Genetic variants in PI 3K/ AKT pathway are associated with severe radiation pneumonitis in lung cancer patients treated with radiation therapy
Author(s) -
Tang Yang,
Liu Bo,
Li Jing,
Wu Huanlei,
Yang Ju,
Zhou Xiao,
Yi Mingxiao,
Li Qianxia,
Yu Shiying,
Yuan Xianglin
Publication year - 2016
Publication title -
cancer medicine
Language(s) - English
Resource type - Journals
SCImago Journal Rank - 1.403
H-Index - 53
ISSN - 2045-7634
DOI - 10.1002/cam4.564
Subject(s) - lung cancer , genotype , medicine , protein kinase b , radiation therapy , hazard ratio , pneumonitis , gastroenterology , proportional hazards model , oncology , cancer , population , radiation pneumonitis , lung , biology , apoptosis , genetics , gene , confidence interval , environmental health
PI 3K/ AKT pathway plays important roles in inflammatory and fibrotic diseases while its connection to radiation pneumonitis ( RP ) is unclear.

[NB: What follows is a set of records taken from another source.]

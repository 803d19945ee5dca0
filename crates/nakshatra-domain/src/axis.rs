//! Axis module - the three independent dimensions of political position

/// Axis of the political compass
///
/// The three axes are independent; no normalization ever crosses axes:
/// - Statism: state intervention vs. traditional/market autonomy
/// - Recognition: group-based rights vs. majoritarian/merit-based approaches
/// - Sid: universalist (rule-based) vs. particularist (identity-network) distribution
#[derive(Debug, Clone, Copy, PartialEq, Eq, Hash, PartialOrd, Ord)]
pub enum Axis {
    /// State intervention in economy and society
    Statism,

    /// Group recognition and accommodation
    Recognition,

    /// State-institution distribution (universalist vs. particularist)
    Sid,
}

impl Axis {
    /// All axes in canonical order
    pub const ALL: [Axis; 3] = [Axis::Statism, Axis::Recognition, Axis::Sid];

    /// Get the axis name as a string
    pub fn as_str(&self) -> &'static str {
        match self {
            Axis::Statism => "statism",
            Axis::Recognition => "recognition",
            Axis::Sid => "sid",
        }
    }

    /// Parse an axis from a string
    ///
    /// Accepts the canonical names and the single-letter aliases `a`, `b`, `c`.
    pub fn parse(s: &str) -> Option<Self> {
        match s.to_lowercase().as_str() {
            "statism" | "a" => Some(Axis::Statism),
            "recognition" | "b" => Some(Axis::Recognition),
            "sid" | "c" => Some(Axis::Sid),
            _ => None,
        }
    }

    /// Position of this axis in [`Axis::ALL`]
    pub fn index(&self) -> usize {
        match self {
            Axis::Statism => 0,
            Axis::Recognition => 1,
            Axis::Sid => 2,
        }
    }
}

impl std::fmt::Display for Axis {
    fn fmt(&self, f: &mut std::fmt::Formatter<'_>) -> std::fmt::Result {
        f.write_str(self.as_str())
    }
}

impl std::str::FromStr for Axis {
    type Err = crate::DomainError;

    fn from_str(s: &str) -> Result<Self, Self::Err> {
        Self::parse(s).ok_or_else(|| crate::DomainError::UnknownAxis(s.to_string()))
    }
}

#[cfg(test)]
mod tests {
    use super::*;

    #[test]
    fn test_axis_round_trip_names() {
        for axis in Axis::ALL {
            assert_eq!(Axis::parse(axis.as_str()), Some(axis));
        }
    }

    #[test]
    fn test_axis_aliases() {
        assert_eq!(Axis::parse("A"), Some(Axis::Statism));
        assert_eq!(Axis::parse("b"), Some(Axis::Recognition));
        assert_eq!(Axis::parse("SID"), Some(Axis::Sid));
        assert_eq!(Axis::parse("economy"), None);
    }

    #[test]
    fn test_axis_index_matches_order() {
        for (i, axis) in Axis::ALL.iter().enumerate() {
            assert_eq!(axis.index(), i);
        }
    }

    #[test]
    fn test_from_str_error() {
        let err = "liberty".parse::<Axis>().unwrap_err();
        assert!(err.to_string().contains("liberty"));
    }
}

In this study, we explored the associations of genetic variants in PI 3K/ AKT pathway with RP in lung cancer patients with radiotherapy. Two hundred and sixty one lung cancer patients with radiotherapy were included in this prospective study ( NCT 02490319) and genotyped by MassArray and Sanger Sequence methods. By multivariate Cox hazard analysis and multiple testing, GA / GG genotype of AKT 2 : rs33933140 ( HR = 0.272, 95% CI : 0.140–0.530, P = 1.3E–4, P c = 9.1E–4), and the GT / GG genotype of PI 3 CA : rs9838117 ( HR = 0.132, 95% CI : 0.042–0.416, P = 0.001, P c = 0.006) were found to be strongly associated with a decreased occurrence of RP ≥ grade 3. And patients with the CT / TT genotype of AKT 2 : rs11880261 had a notably higher incidence of RP ≥ grade 3 ( HR = 2.950, 95% CI : 1.380–6.305, P = 0.005, P c = 0.025). We concluded that the genetic variants of PI 3K/ AKT pathway were significantly related to RP of grade ≥ 3 and may thus be predictors of severe RP before radiotherapy, if further validated in larger population.